Dans sa loge, Marlène Dietrich change sa robe de scène contre son vêtement habituel ; une blouse et un pantalon de flanelle. Elle parle de Hollywood. On sent que c’est là qu’est sa vie, dans cette ville extraordinaire où s’est faite sa gloire.

Nous n’avons jamais tourné ensemble en Amérique, Jean et moi, me dit-elle. Le travail ne nous rapprocha pas. Bien au contraire. On s’imagine mal, je crois, ce qu’est la vie là-bas. Sur la foi de photographies et de reportages, on se fait généralement une idée fausse de la vie que mènent les artistes dans la capitale du cinéma américain. Ce n’est nullement une existence de fête perpétuelle. Quand on fait un film, on n’a plus aucune vie mondaine ou privée. On ne sort pas non plus. On s’arrache quelquefois au travail pour une présentation. Mais, tous les soirs, on est si fatigué qu’on ne pense qu’à rentrer chez soi et à se reposer.

Pendant ces dernières années, Marlène a beaucoup travaillé : elle a fait deux films en 1939, deux en 1940, deux en 1941, deux en 1942. La consigne était : distraire à tout prix, Elle fut donc une Marlène de comédie, gaie et dynamique. Car la production cinématographique devait contribuer à maintenir en excellent état le moral des soldats.
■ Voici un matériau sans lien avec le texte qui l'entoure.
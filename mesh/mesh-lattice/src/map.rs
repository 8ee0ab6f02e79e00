//! Box-to-box mapping of unit-cell geometry into voxels.

use mesh_types::{Aabb, MapPoints, Point3, Vector3};

use crate::error::{LatticeError, LatticeResult};

/// Source extents at or below this are treated as zero.
pub const DEGENERATE_EXTENT: f64 = 1e-12;

/// Affine map taking one box onto another: a per-axis scale plus a
/// translation, no rotation.
///
/// # Example
///
/// ```
/// use mesh_lattice::BoxMap;
/// use mesh_types::{Aabb, Point3};
///
/// let unit = Aabb::new(Point3::origin(), Point3::new(1.0, 1.0, 1.0));
/// let voxel = Aabb::new(Point3::new(10.0, 0.0, 0.0), Point3::new(12.0, 4.0, 1.0));
/// let map = BoxMap::new(&unit, &voxel).unwrap();
///
/// assert_eq!(map.apply(&Point3::new(0.5, 0.5, 0.5)), Point3::new(11.0, 2.0, 0.5));
/// ```
#[derive(Debug, Clone, Copy, PartialEq)]
pub struct BoxMap {
    source_min: Point3<f64>,
    dest_min: Point3<f64>,
    scale: Vector3<f64>,
}

impl BoxMap {
    /// Build the map from `source` onto `dest`.
    ///
    /// A destination with zero extent on an axis is allowed and flattens
    /// geometry onto that plane.
    ///
    /// # Errors
    ///
    /// - [`LatticeError::DegenerateBounds`] if `source` has zero extent on
    ///   any axis, or is empty.
    /// - [`LatticeError::InvalidVoxel`] if `dest` is empty or not finite.
    pub fn new(source: &Aabb, dest: &Aabb) -> LatticeResult<Self> {
        if !source.is_valid() || source.is_degenerate(DEGENERATE_EXTENT) {
            return Err(LatticeError::degenerate_bounds(source));
        }
        if !dest.is_valid() {
            return Err(LatticeError::InvalidVoxel {
                min: dest.min.coords.into(),
                max: dest.max.coords.into(),
            });
        }
        Ok(Self {
            source_min: source.min,
            dest_min: dest.min,
            scale: dest.size().component_div(&source.size()),
        })
    }

    /// Per-axis scale factors.
    #[must_use]
    pub const fn scale(&self) -> &Vector3<f64> {
        &self.scale
    }

    /// Map one point.
    #[inline]
    #[must_use]
    pub fn apply(&self, point: &Point3<f64>) -> Point3<f64> {
        self.dest_min + (point - self.source_min).component_mul(&self.scale)
    }

    /// Map a copy of `geometry`.
    #[must_use]
    pub fn map<G: MapPoints + Clone>(&self, geometry: &G) -> G {
        let mut out = geometry.clone();
        out.map_points(|p| self.apply(p));
        out
    }
}

/// Map `geometry` from `source` onto `dest`.
///
/// # Errors
///
/// Fails like [`BoxMap::new`].
pub fn map_geometry<G: MapPoints + Clone>(geometry: &G, source: &Aabb, dest: &Aabb) -> LatticeResult<G> {
    Ok(BoxMap::new(source, dest)?.map(geometry))
}
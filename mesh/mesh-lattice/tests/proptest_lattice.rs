//! Property-based tests for mapping, population, trimming, repair, cutting
//! and the primitive octant.
//!
//! Run with: cargo test -p mesh-lattice --test proptest_lattice

use approx::assert_relative_eq;
use mesh_lattice::{
    BoxMap, CutParams, CutSurface, PopulateContext, PopulateKind, PopulateParams, PrimitiveParams,
    RawGeometry, TrimBoundary, TrimParams, UnitCell, VolumeSettings, build_lattice_mesh,
    cut_with_retry, populate, prepare_primitive, repair_lattice_mesh, trim_curve,
};
use mesh_repair::{ReportValue, keys, validate_mesh};
use mesh_types::{Aabb, IndexedMesh, MeshBounds, Point3, Polyline, Vector3};
use proptest::prelude::*;

// =============================================================================
// Strategies
// =============================================================================

fn arb_box() -> impl Strategy<Value = Aabb> {
    (
        prop::array::uniform3(-50.0..50.0f64),
        prop::array::uniform3(0.5..20.0f64),
    )
        .prop_map(|([x, y, z], [sx, sy, sz])| {
            Aabb::new(Point3::new(x, y, z), Point3::new(x + sx, y + sy, z + sz))
        })
}

/// A voxel that is usable, flat, or inverted.
fn arb_voxel() -> impl Strategy<Value = Aabb> {
    prop_oneof![
        4 => arb_box(),
        1 => arb_box().prop_map(|mut b| {
            b.max.z = b.min.z;
            b
        }),
        1 => arb_box().prop_map(|b| Aabb { min: b.max, max: b.min }),
    ]
}

fn arb_polyline_in(lo: f64, hi: f64) -> impl Strategy<Value = Polyline> {
    prop::collection::vec(prop::array::uniform3(lo..hi), 2..8)
        .prop_map(|pts| Polyline::new(pts.into_iter().map(|[x, y, z]| Point3::new(x, y, z)).collect()))
}

fn square_cell() -> UnitCell {
    let p = Point3::new;
    UnitCell::new(
        vec![Polyline::new(vec![
            p(0.0, 0.0, 0.0),
            p(1.0, 0.0, 0.0),
            p(1.0, 1.0, 0.0),
            p(0.0, 1.0, 1.0),
        ])],
        Vec::new(),
    )
    .unwrap()
}

/// Octahedron with the given half-diagonals.
fn octahedron(center: Point3<f64>, radii: [f64; 3]) -> IndexedMesh {
    let [rx, ry, rz] = radii;
    let positions = [
        center + Vector3::new(rx, 0.0, 0.0),
        center - Vector3::new(rx, 0.0, 0.0),
        center + Vector3::new(0.0, ry, 0.0),
        center - Vector3::new(0.0, ry, 0.0),
        center + Vector3::new(0.0, 0.0, rz),
        center - Vector3::new(0.0, 0.0, rz),
    ];
    let faces = [
        [0, 2, 4],
        [1, 4, 2],
        [0, 4, 3],
        [1, 3, 4],
        [0, 5, 2],
        [1, 2, 5],
        [0, 3, 5],
        [1, 5, 3],
    ];
    IndexedMesh::from_positions(&positions, &faces)
}

/// L-profile prism filling `b`; the inner step sits at the center of `b`,
/// so two of its faces lie in symmetry planes.
fn l_bracket(b: &Aabb) -> IndexedMesh {
    let size = b.size();
    let profile = [(0.0, 0.0), (2.0, 0.0), (2.0, 1.0), (1.0, 1.0), (1.0, 2.0), (0.0, 2.0)];
    let at = |(x, z): (f64, f64), y: f64| {
        Point3::new(
            b.min.x + x * 0.5 * size.x,
            b.min.y + y * size.y,
            b.min.z + z * 0.5 * size.z,
        )
    };
    let mut positions: Vec<Point3<f64>> = profile.iter().map(|&p| at(p, 0.0)).collect();
    positions.extend(profile.iter().map(|&p| at(p, 1.0)));

    let fan = [[3, 4, 5], [3, 5, 0], [3, 0, 1], [3, 1, 2]];
    let mut faces: Vec<[u32; 3]> = fan.to_vec();
    faces.extend(fan.iter().map(|&[a, b, c]| [a + 6, c + 6, b + 6]));
    for a in 0..6u32 {
        let b = (a + 1) % 6;
        faces.push([a, a + 6, b + 6]);
        faces.push([a, b + 6, b]);
    }
    IndexedMesh::from_positions(&positions, &faces)
}

// =============================================================================
// Mapping
// =============================================================================

proptest! {
    #[test]
    fn mapping_onto_same_box_is_identity(b in arb_box(), curve in arb_polyline_in(-60.0, 60.0)) {
        let map = BoxMap::new(&b, &b).unwrap();
        let mapped = map.map(&curve);
        for (p, q) in curve.points().iter().zip(mapped.points()) {
            prop_assert!((p - q).norm() <= 1e-9 * (1.0 + p.coords.norm()));
        }
    }

    #[test]
    fn mapped_cell_fills_voxel(voxel in arb_box()) {
        let cell = square_cell();
        let map = BoxMap::new(cell.bounds(), &voxel).unwrap();
        let mapped = map.map(&cell.curves()[0]);
        let bounds = mapped.bounds();
        prop_assert!((bounds.min - voxel.min).norm() < 1e-9);
        prop_assert!((bounds.max - voxel.max).norm() < 1e-9);
    }
}

// =============================================================================
// Population
// =============================================================================

proptest! {
    #[test]
    fn population_is_index_aligned(
        voxels in prop::collection::vec(arb_voxel(), 0..24),
        parallel in any::<bool>(),
    ) {
        let cell = square_cell();
        let primitive = IndexedMesh::cuboid(&Aabb::new(Point3::origin(), Point3::new(1.0, 1.0, 1.0)));
        let ctx = PopulateContext::new(&cell, &primitive);
        let params = PopulateParams::default().with_parallel(parallel);

        let population = populate(&ctx, &voxels, PopulateKind::CellOnly, &params);
        prop_assert_eq!(population.len(), voxels.len());

        for (i, (voxel, entry)) in voxels.iter().zip(&population.entries).enumerate() {
            let failed = population.errors.iter().any(|e| e.index == i);
            prop_assert_eq!(entry.is_none(), failed || !voxel.is_valid());
            if let Some(geometry) = entry {
                for g in geometry {
                    prop_assert!(voxel.expanded(1e-6).contains_box(&g.bounds(), 0.0));
                }
            }
            // Flat voxels are populated, flattened onto their plane.
            if voxel.is_valid() && voxel.size().z <= 0.0 {
                prop_assert!(!failed);
                prop_assert!(entry.is_some());
                for g in entry.iter().flatten() {
                    prop_assert!(g.bounds().size().z.abs() < 1e-9);
                }
            }
        }
    }
}

// =============================================================================
// Trimming
// =============================================================================

proptest! {
    #[test]
    fn curves_inside_convex_boundary_are_kept_whole(curve in arb_polyline_in(0.1, 3.9)) {
        let solid = IndexedMesh::cuboid(&Aabb::new(Point3::origin(), Point3::new(4.0, 4.0, 4.0)));
        let boundary = TrimBoundary::new(&solid).unwrap();

        let trimmed = trim_curve(&curve, &boundary, &TrimParams::default());
        prop_assert_eq!(trimmed.pieces.len(), 1);
        for (p, q) in curve.points().iter().zip(trimmed.pieces[0].points()) {
            prop_assert!((p - q).norm() < 1e-9);
        }
    }

    #[test]
    fn curves_outside_convex_boundary_are_dropped(curve in arb_polyline_in(4.5, 9.0)) {
        let solid = IndexedMesh::cuboid(&Aabb::new(Point3::origin(), Point3::new(4.0, 4.0, 4.0)));
        let boundary = TrimBoundary::new(&solid).unwrap();

        let trimmed = trim_curve(&curve, &boundary, &TrimParams::default());
        prop_assert!(trimmed.pieces.is_empty());
    }

    #[test]
    fn curves_inside_octahedron_are_kept_whole(curve in arb_polyline_in(-1.2, 1.2)) {
        let solid = octahedron(Point3::origin(), [4.0, 4.0, 4.0]);
        let boundary = TrimBoundary::new(&solid).unwrap();

        let trimmed = trim_curve(&curve, &boundary, &TrimParams::default());
        prop_assert_eq!(trimmed.pieces.len(), 1);
        for (p, q) in curve.points().iter().zip(trimmed.pieces[0].points()) {
            prop_assert!((p - q).norm() < 1e-9);
        }
    }

    /// Inside the octahedron's bounding box but beyond its `x + y + z = 4` face.
    #[test]
    fn curves_outside_octahedron_are_dropped(curve in arb_polyline_in(1.5, 3.9)) {
        let solid = octahedron(Point3::origin(), [4.0, 4.0, 4.0]);
        let boundary = TrimBoundary::new(&solid).unwrap();

        let trimmed = trim_curve(&curve, &boundary, &TrimParams::default());
        prop_assert!(trimmed.pieces.is_empty());
    }

    #[test]
    fn pieces_kept_by_octahedron_stay_inside(curve in arb_polyline_in(-5.0, 5.0)) {
        let solid = octahedron(Point3::origin(), [4.0, 4.0, 4.0]);
        let boundary = TrimBoundary::new(&solid).unwrap();

        let trimmed = trim_curve(&curve, &boundary, &TrimParams::default());
        for piece in &trimmed.pieces {
            for p in piece.points() {
                prop_assert!(p.x.abs() + p.y.abs() + p.z.abs() <= 4.0 + 1e-6);
            }
        }
    }

    #[test]
    fn kept_pieces_stay_inside(curve in arb_polyline_in(-2.0, 6.0)) {
        let solid = IndexedMesh::cuboid(&Aabb::new(Point3::origin(), Point3::new(4.0, 4.0, 4.0)));
        let boundary = TrimBoundary::new(&solid).unwrap();

        let trimmed = trim_curve(&curve, &boundary, &TrimParams::default());
        for piece in &trimmed.pieces {
            prop_assert!(solid.bounds().expanded(1e-6).contains_box(&piece.bounds(), 0.0));
        }
    }
}

// =============================================================================
// Repair
// =============================================================================

proptest! {
    #![proptest_config(ProptestConfig::with_cases(8))]

    #[test]
    fn repair_is_idempotent_and_outward(
        start in prop::array::uniform3(0.0..2.0f64),
        dir in prop::array::uniform3(0.5..2.0f64),
    ) {
        let a = Point3::new(start[0], start[1], start[2]);
        let strut = Polyline::from_segment(a, a + Vector3::new(dir[0], dir[1], dir[2]));
        let (raw, _) = build_lattice_mesh(&[strut], 0.3, &VolumeSettings::for_radius(0.3)).unwrap();

        let first = repair_lattice_mesh(raw, &Default::default());
        prop_assert!(first.mesh.signed_volume() >= 0.0);

        let second = repair_lattice_mesh(first.mesh.clone().into(), &Default::default());
        prop_assert_eq!(second.report.extra(keys::DEGENERATE_FACES), Some(&ReportValue::Count(0)));
        prop_assert_eq!(second.report.extra(keys::QUADS_TO_TRIS), Some(&ReportValue::Count(0)));
        prop_assert_eq!(second.report.extra(keys::MESH_FLIPPED), Some(&ReportValue::Bool(false)));
        prop_assert!(second.mesh.signed_volume() >= 0.0);
    }
}

// =============================================================================
// Cutting
// =============================================================================

proptest! {
    #![proptest_config(ProptestConfig::with_cases(32))]

    #[test]
    fn coincident_cut_is_revised_not_collapsed(b in arb_box()) {
        let mesh = IndexedMesh::cuboid(&b);
        let size = b.size();
        let top = CutSurface::new(
            Point3::new(b.center().x, b.center().y, b.max.z),
            -Vector3::z(),
            Vector3::x(),
            [size.x * 0.6, size.y * 0.6],
        )
        .unwrap();

        let outcome = cut_with_retry(&mesh, &[top], &CutParams::default());
        prop_assert!(outcome.revised);
        let kept = outcome.mesh.bounds().volume();
        prop_assert!(kept > 0.5 * b.volume());
        prop_assert!(kept <= b.volume() * (1.0 + 1e-9));
        prop_assert_eq!(outcome.report.extra(keys::REVISED_CUT), Some(&ReportValue::Bool(true)));
    }
}

// =============================================================================
// Primitive
// =============================================================================

proptest! {
    #![proptest_config(ProptestConfig::with_cases(32))]

    #[test]
    fn octant_lies_in_negative_corner(b in arb_box()) {
        let prepared = prepare_primitive(
            RawGeometry::Mesh(IndexedMesh::cuboid(&b)),
            &PrimitiveParams::default(),
        )
        .unwrap();
        let center = b.center();
        let octant = prepared.octant.bounds();
        let eps = 1e-9 * (1.0 + center.coords.norm());

        prop_assert!(octant.max.x <= center.x + eps);
        prop_assert!(octant.max.y <= center.y + eps);
        prop_assert!(octant.max.z <= center.z + eps);
        prop_assert!((octant.min - b.min).norm() < 1e-6);
        assert_relative_eq!(prepared.octant.volume(), b.volume() / 8.0, max_relative = 1e-6);
        prop_assert!(validate_mesh("octant", &prepared.octant).closed_mesh);
    }

    #[test]
    fn octahedron_octant_is_its_negative_corner(
        c in prop::array::uniform3(-20.0..20.0f64),
        radii in prop::array::uniform3(0.5..10.0f64),
    ) {
        let center = Point3::new(c[0], c[1], c[2]);
        let solid = octahedron(center, radii);
        let volume = solid.volume();
        let prepared = prepare_primitive(RawGeometry::Mesh(solid), &PrimitiveParams::default()).unwrap();
        let octant = prepared.octant.bounds();
        let eps = 1e-9 * (1.0 + center.coords.norm());

        prop_assert!(octant.max.x <= center.x + eps);
        prop_assert!(octant.max.y <= center.y + eps);
        prop_assert!(octant.max.z <= center.z + eps);
        let corner = center - Vector3::new(radii[0], radii[1], radii[2]);
        prop_assert!((octant.min - corner).norm() < 1e-6);
        assert_relative_eq!(prepared.octant.volume(), volume / 8.0, max_relative = 1e-6);
        prop_assert!(validate_mesh("octant", &prepared.octant).closed_mesh);
    }

    #[test]
    fn bracket_octant_keeps_faces_in_symmetry_planes(b in arb_box()) {
        let bracket = l_bracket(&b);
        let volume = bracket.volume();
        assert_relative_eq!(volume, 0.75 * b.volume(), max_relative = 1e-9);

        let prepared = prepare_primitive(RawGeometry::Mesh(bracket), &PrimitiveParams::default()).unwrap();
        let center = b.center();
        let octant = prepared.octant.bounds();
        let eps = 1e-9 * (1.0 + center.coords.norm());

        prop_assert!(octant.max.x <= center.x + eps);
        prop_assert!(octant.max.y <= center.y + eps);
        prop_assert!(octant.max.z <= center.z + eps);
        prop_assert!((octant.min - b.min).norm() < 1e-6);
        assert_relative_eq!(prepared.octant.volume(), volume / 6.0, max_relative = 1e-6);
        prop_assert!(validate_mesh("octant", &prepared.octant).closed_mesh);
    }

    #[test]
    fn inside_out_primitive_is_flipped(b in arb_box()) {
        let mut mesh = IndexedMesh::cuboid(&b);
        mesh.flip_normals();
        let prepared = prepare_primitive(mesh.into(), &PrimitiveParams::default()).unwrap();
        assert_relative_eq!(prepared.mesh.signed_volume(), b.volume(), max_relative = 1e-9);
    }
}
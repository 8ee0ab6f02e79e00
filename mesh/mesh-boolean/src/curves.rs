//! Curve/mesh and mesh/mesh intersection.
//!
//! Both queries go through a [`Bvh`] of the target mesh so that only
//! triangles near a segment (or near a source triangle) are tested.

use crate::bvh::Bvh;
use crate::config::BooleanConfig;
use crate::intersect::{segment_triangle_intersect, triangle_triangle_segment};
use hashbrown::{HashMap, HashSet};
use mesh_types::{IndexedMesh, Point3, Polyline, Triangle};
use rayon::prelude::*;
use tracing::debug;

/// One crossing of a polyline with a mesh surface.
#[derive(Debug, Clone, Copy, PartialEq)]
pub struct CurveHit {
    /// Index of the polyline segment that crosses.
    pub segment: usize,
    /// Fraction along that segment.
    pub t: f64,
    /// The crossing point.
    pub point: Point3<f64>,
    /// Face of the mesh that was crossed.
    pub face: u32,
}

impl CurveHit {
    /// Polyline parameter of the hit (`segment + t`).
    #[allow(clippy::cast_precision_loss)]
    #[must_use]
    pub fn parameter(&self) -> f64 {
        self.segment as f64 + self.t
    }
}

/// All crossings of `curve` with the surface of `mesh`, ordered along the
/// curve.
///
/// A crossing through a shared edge or vertex is reported once per face
/// it touches; callers that split at the hits are expected to collapse
/// near-equal parameters.
///
/// `bvh` must have been built from `mesh`.
///
/// # Example
///
/// ```
/// use mesh_types::{unit_cube, Point3, Polyline};
/// use mesh_boolean::{intersect_polyline_mesh, Bvh};
///
/// let cube = unit_cube();
/// let bvh = Bvh::build(&cube, 8, false);
/// let line = Polyline::from_segment(Point3::new(-1.0, 0.3, 0.4), Point3::new(2.0, 0.3, 0.4));
/// let hits = intersect_polyline_mesh(&line, &cube, &bvh, 1e-9);
/// assert_eq!(hits.len(), 2);
/// assert!(hits[0].t < hits[1].t);
/// ```
#[must_use]
pub fn intersect_polyline_mesh(
    curve: &Polyline,
    mesh: &IndexedMesh,
    bvh: &Bvh,
    tolerance: f64,
) -> Vec<CurveHit> {
    let mut hits = Vec::new();
    for (segment, (a, b)) in curve.segments().enumerate() {
        for face in bvh.query_segment(&a, &b, tolerance) {
            let Some(triangle) = mesh.triangle(face as usize) else {
                continue;
            };
            if let Some(hit) = segment_triangle_intersect(&a, &b, &triangle, tolerance) {
                hits.push(CurveHit {
                    segment,
                    t: hit.t,
                    point: hit.point,
                    face,
                });
            }
        }
    }
    hits.sort_by(|x, y| x.parameter().total_cmp(&y.parameter()).then(x.face.cmp(&y.face)));
    hits
}

/// Curves along which the surfaces of `a` and `b` cross.
///
/// Triangle pairs are found through a BVH of `b`; the crossing segments
/// are chained end to end into polylines. Chains that return to their
/// start come back closed (first point repeated at the end).
///
/// # Example
///
/// ```
/// use mesh_types::{unit_cube, IndexedMesh, Point3, Aabb};
/// use mesh_boolean::{intersect_meshes, BooleanConfig};
///
/// let cube = unit_cube();
/// let slab = IndexedMesh::cuboid(&Aabb::new(
///     Point3::new(-1.0, -1.0, 0.4),
///     Point3::new(2.0, 2.0, 0.6),
/// ));
/// let curves = intersect_meshes(&slab, &cube, &BooleanConfig::default());
/// assert_eq!(curves.len(), 2);
/// assert!(curves.iter().all(|c| c.is_closed(1e-9)));
/// ```
#[must_use]
pub fn intersect_meshes(a: &IndexedMesh, b: &IndexedMesh, config: &BooleanConfig) -> Vec<Polyline> {
    if a.is_empty() || b.is_empty() {
        return Vec::new();
    }
    let bvh = Bvh::build(b, config.bvh_leaf_size, config.parallel);
    let tolerance = config.vertex_weld_tolerance;

    let crossings = |face: usize| -> Vec<(Point3<f64>, Point3<f64>)> {
        let Some(tri) = a.triangle(face) else {
            return Vec::new();
        };
        bvh.query(&tri.bounds(), tolerance)
            .into_iter()
            .filter_map(|other| b.triangle(other as usize))
            .filter_map(|other: Triangle| triangle_triangle_segment(&tri, &other, tolerance))
            .collect()
    };

    let segments: Vec<(Point3<f64>, Point3<f64>)> = if config.parallel {
        (0..a.faces.len()).into_par_iter().flat_map_iter(crossings).collect()
    } else {
        (0..a.faces.len()).flat_map(crossings).collect()
    };
    debug!(segments = segments.len(), "mesh intersection segments");

    chain_segments(&segments, tolerance)
}

/// Join segments that share endpoints (within `tolerance`) into polylines.
///
/// Open chains are walked first, starting from endpoints that do not have
/// exactly two neighbours; whatever remains forms closed loops.
#[must_use]
pub fn chain_segments(segments: &[(Point3<f64>, Point3<f64>)], tolerance: f64) -> Vec<Polyline> {
    let mut nodes: Vec<Point3<f64>> = Vec::new();
    let mut lookup: HashMap<[i64; 3], usize> = HashMap::new();
    let mut node_id = |p: &Point3<f64>| -> usize {
        let key = quantize(p, tolerance);
        *lookup.entry(key).or_insert_with(|| {
            nodes.push(*p);
            nodes.len() - 1
        })
    };

    let mut edges: HashSet<(usize, usize)> = HashSet::new();
    for (p, q) in segments {
        let (i, j) = (node_id(p), node_id(q));
        if i != j {
            edges.insert((i.min(j), i.max(j)));
        }
    }

    let mut neighbours: Vec<Vec<usize>> = vec![Vec::new(); nodes.len()];
    let mut ordered: Vec<(usize, usize)> = edges.into_iter().collect();
    ordered.sort_unstable();
    for &(i, j) in &ordered {
        neighbours[i].push(j);
        neighbours[j].push(i);
    }

    let mut used: HashSet<(usize, usize)> = HashSet::with_capacity(ordered.len());
    let mut curves = Vec::new();

    let starts: Vec<usize> = (0..nodes.len())
        .filter(|&n| neighbours[n].len() != 2)
        .chain(0..nodes.len())
        .collect();
    for start in starts {
        while let Some(chain) = walk(start, &neighbours, &mut used) {
            curves.push(Polyline::new(chain.into_iter().map(|n| nodes[n]).collect()));
        }
    }
    curves
}

fn walk(
    start: usize,
    neighbours: &[Vec<usize>],
    used: &mut HashSet<(usize, usize)>,
) -> Option<Vec<usize>> {
    let mut chain = vec![start];
    let mut current = start;
    loop {
        let next = neighbours[current]
            .iter()
            .copied()
            .find(|&n| !used.contains(&(current.min(n), current.max(n))));
        let Some(next) = next else {
            break;
        };
        used.insert((current.min(next), current.max(next)));
        chain.push(next);
        if next == start {
            break;
        }
        current = next;
    }
    (chain.len() > 1).then_some(chain)
}

#[allow(clippy::cast_possible_truncation)]
fn quantize(p: &Point3<f64>, tolerance: f64) -> [i64; 3] {
    let cell = tolerance.max(f64::EPSILON);
    [
        (p.x / cell).round() as i64,
        (p.y / cell).round() as i64,
        (p.z / cell).round() as i64,
    ]
}
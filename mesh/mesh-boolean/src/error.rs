//! Error types for boolean operations.

use thiserror::Error;

/// Errors that can occur during boolean operations.
#[derive(Debug, Error)]
pub enum BooleanError {
    /// The mesh being cut has no faces.
    #[error("empty mesh: {details}")]
    EmptyMesh {
        /// Description of which mesh is empty.
        details: String,
    },

    /// A cutter has no usable plane (zero area or no faces).
    #[error("degenerate cutter {cutter}: {details}")]
    DegenerateCutter {
        /// Index of the cutter.
        cutter: usize,
        /// Description of the degeneracy.
        details: String,
    },

    /// Faces of the mesh lie in the plane of a cutter, so the side to keep
    /// is ambiguous.
    #[error("{count} faces are coplanar with cutter {cutter}")]
    CoplanarFaces {
        /// Index of the cutter.
        cutter: usize,
        /// Number of mesh faces in the cutter plane.
        count: usize,
    },

    /// A face refers to a vertex that does not exist.
    #[error("invalid vertex index {index} (mesh has {vertex_count} vertices)")]
    InvalidIndex {
        /// The invalid index.
        index: u32,
        /// Total number of vertices in the mesh.
        vertex_count: usize,
    },
}

/// Result type for boolean operations.
pub type BooleanResult<T> = Result<T, BooleanError>;
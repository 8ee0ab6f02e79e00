//! Mesh vertices.

use nalgebra::{Point3, Vector3};

#[cfg(feature = "serde")]
use serde::{Deserialize, Serialize};

/// A mesh vertex: a position plus an optional unit normal.
///
/// Normals are carried through for export but are never trusted by the
/// geometric passes; anything that moves vertices non-uniformly (box
/// mapping, welding) clears them.
///
/// # Example
///
/// ```
/// use mesh_types::{Vertex, Point3};
///
/// let a = Vertex::new(Point3::new(1.0, 2.0, 3.0));
/// let b = Vertex::from_coords(1.0, 2.0, 3.0);
/// assert_eq!(a.position, b.position);
/// assert!(a.normal.is_none());
/// ```
#[derive(Debug, Clone, PartialEq)]
#[cfg_attr(feature = "serde", derive(Serialize, Deserialize))]
pub struct Vertex {
    /// 3D position.
    pub position: Point3<f64>,

    /// Unit normal, when known.
    pub normal: Option<Vector3<f64>>,
}

impl Vertex {
    /// Create a vertex with no normal.
    #[inline]
    #[must_use]
    pub const fn new(position: Point3<f64>) -> Self {
        Self {
            position,
            normal: None,
        }
    }

    /// Create a vertex from raw coordinates.
    #[inline]
    #[must_use]
    #[allow(clippy::missing_const_for_fn)] // Point3::new is not const in nalgebra
    pub fn from_coords(x: f64, y: f64, z: f64) -> Self {
        Self::new(Point3::new(x, y, z))
    }

    /// Create a vertex with a normal.
    ///
    /// # Example
    ///
    /// ```
    /// use mesh_types::{Vertex, Point3, Vector3};
    ///
    /// let v = Vertex::with_normal(Point3::origin(), Vector3::z());
    /// assert_eq!(v.normal, Some(Vector3::z()));
    /// ```
    #[inline]
    #[must_use]
    pub const fn with_normal(position: Point3<f64>, normal: Vector3<f64>) -> Self {
        Self {
            position,
            normal: Some(normal),
        }
    }
}

impl From<Point3<f64>> for Vertex {
    fn from(position: Point3<f64>) -> Self {
        Self::new(position)
    }
}

impl From<[f64; 3]> for Vertex {
    fn from([x, y, z]: [f64; 3]) -> Self {
        Self::from_coords(x, y, z)
    }
}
Elle a eu, au cours de sa carrière, de nombreux partenaires. Elle parle d’eux avec sympathie.
Gary Cooper est un garçon doux et calme ; James Stewart un excellent camarade. Les méthodes de travail dans les studios californiens favorisent d’ailleurs la création de liens de camaraderie entre partenaires. Dès que l’on est ensemble sur un plateau, la pensée doit être constamment tournée vers celui ou celle avec lequel on tourne. On doit, en effet, toujours se demander : « A sa place, que ferais-je ? ». Et cela est vrai pour l’acteur qui vous donne la réplique, pour l’opérateur qui règle l’angle de prises de vues, pour l’ingénieur du son aussi bien que pour le machiniste ».

 

C’est également selon cette règle que s’établissent les rapports entre acteurs et journalistes.
Faire du journalisme « américain » en France, c’est être indiscret, parfois même scandaleux. En Amérique, il n’en est rien. Les reporters qui viennent sur le plateau n’ont, pas plus qu’ici, le désir de nuire au succès d’un film en cours. C’est aux critiques de parler. Il est bien certain qu’on n’aime pas recevoir chez soi, en ami, quelqu’un qui n’aurait qu’une idée en tête : celle de vous critiquer.
Et Marlène ajoute :
La presse et le public américains m’ont été fidèles. A Jean Gabin aussi. Lorsque celui-ci débarqua à New-York, on présentait justement Pépé le Moko. Ce film accrut encore la réputation de grand artiste qu’il avait dans les milieux américains.
Connaissant l’esprit camarade de Jean Gabin, sa gentillesse spontanée pour tout le monde, l’intérêt qu’il porte à toutes les questions touchant à son métier, il est facile de comprendre que Hollywood lui plut.
Marléne le confirme.
La vie en Californie a un côté fort plaisant. Nous nous connaissons tous et nous sommes fort liés. Travailler est facile, On nous amène tout au studio.
Marlène Dietrich a trouvé quelque différence en venant tourner en France. N’a-t-elle pas dû courir pendant six semaines pour essayer d’un côté, des robes, de l’autre, des chapeaux ? Et nous savons que découvrir actuellement une paire de bas est un problème et découvrir un morceau de tissu un drame. Mais elle continue.
La manière de jouer de Jean dérouta souvent ses partenaires. En effet, il ne joue pas. Il est réellement un être de chair et de sang, un homme sincère. Et, comme les autres jouent, il se produit un décalage qui le met encore plus en valeur… Non, cela ne me gêne pas dans Martin Roumagnac, le film que nous tournons ensemble actuellement, car mon métier n’est pas d’être vraie. Je suis un personnage de cinéma bien défini. Si Je m’avisais d’être différente, le public m’en voudrait certainement.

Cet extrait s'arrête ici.